Microglia-mediated neuroinflammation and the associated neuronal damage play critical roles in the pathogenesis of neurodegenerative disorders. Evidence shows an elevated concentration of extracellular copper(II) in the brains of these disorders, which may contribute to neuronal death through direct neurotoxicity. Here we explored whether extracellular copper(II) triggers microglial activation. Primary rat microglia and murine microglial cell line BV-2 cells were cultured and treated with copper(II).
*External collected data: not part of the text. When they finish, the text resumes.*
//! Example: verify a board with the default JLCPCB rule set.
//! Run with: cargo run --example verify_board [path/to/board.kicad_pcb]

use fabguard::{FabGuardCore, VerifyOptions};
use std::path::Path;

fn main() -> Result<(), fabguard::FabGuardError> {
    let path = std::env::args()
        .nth(1)
        .unwrap_or_else(|| "hardware/kicad/board.kicad_pcb".to_string());
    let path = Path::new(&path);

    if !path.exists() {
        eprintln!("File not found: {}", path.display());
        eprintln!("Usage: cargo run --example verify_board [path/to/board.kicad_pcb]");
        std::process::exit(1);
    }

    let report = FabGuardCore::verify_file(path, &VerifyOptions::default())?;

    println!(
        "{}: {} errors, {} warnings",
        report.file, report.error_count, report.warning_count
    );
    for check in &report.checks {
        let status = if check.skipped {
            "SKIP"
        } else if check.passed() {
            "PASS"
        } else {
            "FAIL"
        };
        println!("  [{}] {}", status, check.name);
    }

    std::process::exit(report.exit_code());
}
//! Minimal S-expression reader for KiCad board files.
//!
//! KiCad stores boards as nested lists of bare symbols, numbers and quoted
//! strings. This reader keeps every leaf as text; numeric interpretation is
//! left to the board parser so it can report which field was malformed.

use std::fmt;
use thiserror::Error;

#[derive(Debug, Error, PartialEq)]
pub enum ParseError {
    #[error("unexpected end of input at offset {0}")]
    UnexpectedEof(usize),
    #[error("unexpected '{found}' at offset {offset}")]
    UnexpectedToken { offset: usize, found: char },
    #[error("unterminated string starting at offset {0}")]
    UnterminatedString(usize),
    #[error("trailing content at offset {0}")]
    TrailingContent(usize),
}

#[derive(Debug, Clone, PartialEq)]
pub enum SExp {
    Atom(String),
    List(Vec<SExp>),
}

impl SExp {
    pub fn as_atom(&self) -> Option<&str> {
        match self {
            SExp::Atom(s) => Some(s),
            _ => None,
        }
    }

    pub fn as_list(&self) -> Option<&[SExp]> {
        match self {
            SExp::List(items) => Some(items),
            _ => None,
        }
    }

    /// Tag of a list node, i.e. the leading symbol of `(tag ...)`.
    pub fn head(&self) -> Option<&str> {
        self.as_list()
            .and_then(|items| items.first())
            .and_then(SExp::as_atom)
    }

    /// Atom at position `index` of a list node (0 is the tag).
    pub fn atom(&self, index: usize) -> Option<&str> {
        self.as_list()
            .and_then(|items| items.get(index))
            .and_then(SExp::as_atom)
    }

    /// First direct child list tagged `key`.
    pub fn find(&self, key: &str) -> Option<&SExp> {
        self.as_list()?
            .iter()
            .find(|item| item.head() == Some(key))
    }

    /// All direct child lists tagged `key`, in document order.
    pub fn find_all<'a>(&'a self, key: &'a str) -> impl Iterator<Item = &'a SExp> + 'a {
        self.as_list()
            .unwrap_or(&[])
            .iter()
            .filter(move |item| item.head() == Some(key))
    }

    /// Value of a `(key value)` child.
    pub fn value(&self, key: &str) -> Option<&str> {
        self.find(key).and_then(|node| node.atom(1))
    }
}

impl fmt::Display for SExp {
    fn fmt(&self, f: &mut fmt::Formatter<'_>) -> fmt::Result {
        match self {
            SExp::Atom(s) => {
                let needs_quotes = s.is_empty()
                    || s.chars().any(|c| c.is_whitespace() || c == '(' || c == ')' || c == '"');
                if needs_quotes {
                    write!(f, "\"{}\"", s.replace('\\', "\\\\").replace('"', "\\\""))
                } else {
                    write!(f, "{}", s)
                }
            }
            SExp::List(items) => {
                write!(f, "(")?;
                for (i, item) in items.iter().enumerate() {
                    if i > 0 {
                        write!(f, " ")?;
                    }
                    write!(f, "{}", item)?;
                }
                write!(f, ")")
            }
        }
    }
}

pub struct SExpParser {
    input: Vec<char>,
    pos: usize,
}

impl SExpParser {
    pub fn new(input: &str) -> Self {
        Self {
            input: input.chars().collect(),
            pos: 0,
        }
    }

    /// Parse exactly one expression; anything but whitespace after it is an error.
    pub fn parse(&mut self) -> Result<SExp, ParseError> {
        let expr = self.parse_sexp()?;
        self.skip_whitespace();
        if !self.is_eof() {
            return Err(ParseError::TrailingContent(self.pos));
        }
        Ok(expr)
    }

    fn parse_sexp(&mut self) -> Result<SExp, ParseError> {
        self.skip_whitespace();
        match self.peek() {
            None => Err(ParseError::UnexpectedEof(self.pos)),
            Some('(') => self.parse_list(),
            Some(')') => Err(ParseError::UnexpectedToken {
                offset: self.pos,
                found: ')',
            }),
            Some('"') => self.parse_string(),
            Some(_) => Ok(self.parse_symbol()),
        }
    }

    fn parse_list(&mut self) -> Result<SExp, ParseError> {
        self.advance();
        let mut items = Vec::new();

        loop {
            self.skip_whitespace();
            match self.peek() {
                None => return Err(ParseError::UnexpectedEof(self.pos)),
                Some(')') => {
                    self.advance();
                    return Ok(SExp::List(items));
                }
                Some(_) => items.push(self.parse_sexp()?),
            }
        }
    }

    fn parse_string(&mut self) -> Result<SExp, ParseError> {
        let start = self.pos;
        self.advance();
        let mut s = String::new();

        while let Some(ch) = self.peek() {
            self.advance();
            match ch {
                '"' => return Ok(SExp::Atom(s)),
                '\\' => {
                    let escaped = self.peek().ok_or(ParseError::UnterminatedString(start))?;
                    self.advance();
                    s.push(match escaped {
                        'n' => '\n',
                        't' => '\t',
                        'r' => '\r',
                        other => other,
                    });
                }
                _ => s.push(ch),
            }
        }

        Err(ParseError::UnterminatedString(start))
    }

    fn parse_symbol(&mut self) -> SExp {
        let mut s = String::new();
        while let Some(ch) = self.peek() {
            if ch.is_whitespace() || ch == '(' || ch == ')' || ch == '"' {
                break;
            }
            s.push(ch);
            self.advance();
        }
        SExp::Atom(s)
    }

    fn skip_whitespace(&mut self) {
        while matches!(self.peek(), Some(c) if c.is_whitespace()) {
            self.advance();
        }
    }

    fn peek(&self) -> Option<char> {
        self.input.get(self.pos).copied()
    }

    fn advance(&mut self) {
        if self.pos < self.input.len() {
            self.pos += 1;
        }
    }

    fn is_eof(&self) -> bool {
        self.pos >= self.input.len()
    }
}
The content of tumor necrosis factor-alpha (TNF-alpha) and nitric oxide in the medium was determined. Extracellular hydrogen peroxide was quantified by a fluorometric assay with Amplex Red. Mitochondrial superoxide was measured by MitoSOX oxidation. At subneurotoxic concentrations, copper(II) treatment induced a dose- and time-dependent release of TNF-alpha and nitric oxide from microglial cells, and caused an indirect, microglia-mediated neurotoxicity that was blocked by inhibition of TNF-alpha and nitric oxide production. Copper(II)-initiated microglial activation was accompanied with reduced I kappa B-alpha expression as well as phosphorylation and translocation of nuclear factor-kappa B (NF-kappa B) p65 and was blocked by NF-kappa B inhibitors (BAY11-7082 and SC-514). Moreover, copper(II) treatment evoked a rapid release of hydrogen peroxide from microglial cells, an effect that was not affected by NADPH oxidase inhibitors. N-acetyl-cysteine, a scavenger of reactive oxygen species (ROS), abrogated copper(II)-elicited microglial release of TNF-alpha and nitric oxide and subsequent neurotoxicity. Importantly, mitochondrial production of superoxide, paralleled to extracellular release of hydrogen peroxide, was induced after copper(II) stimulation. Our findings suggest that extracellular copper(II) at subneurotoxic concentrations could trigger NF-kappa B-dependent microglial activation and subsequent neurotoxicity. NADPH oxidase-independent, mitochondria-derived ROS may be involved in this activation. (C) 2014 Published by Elsevier Inc.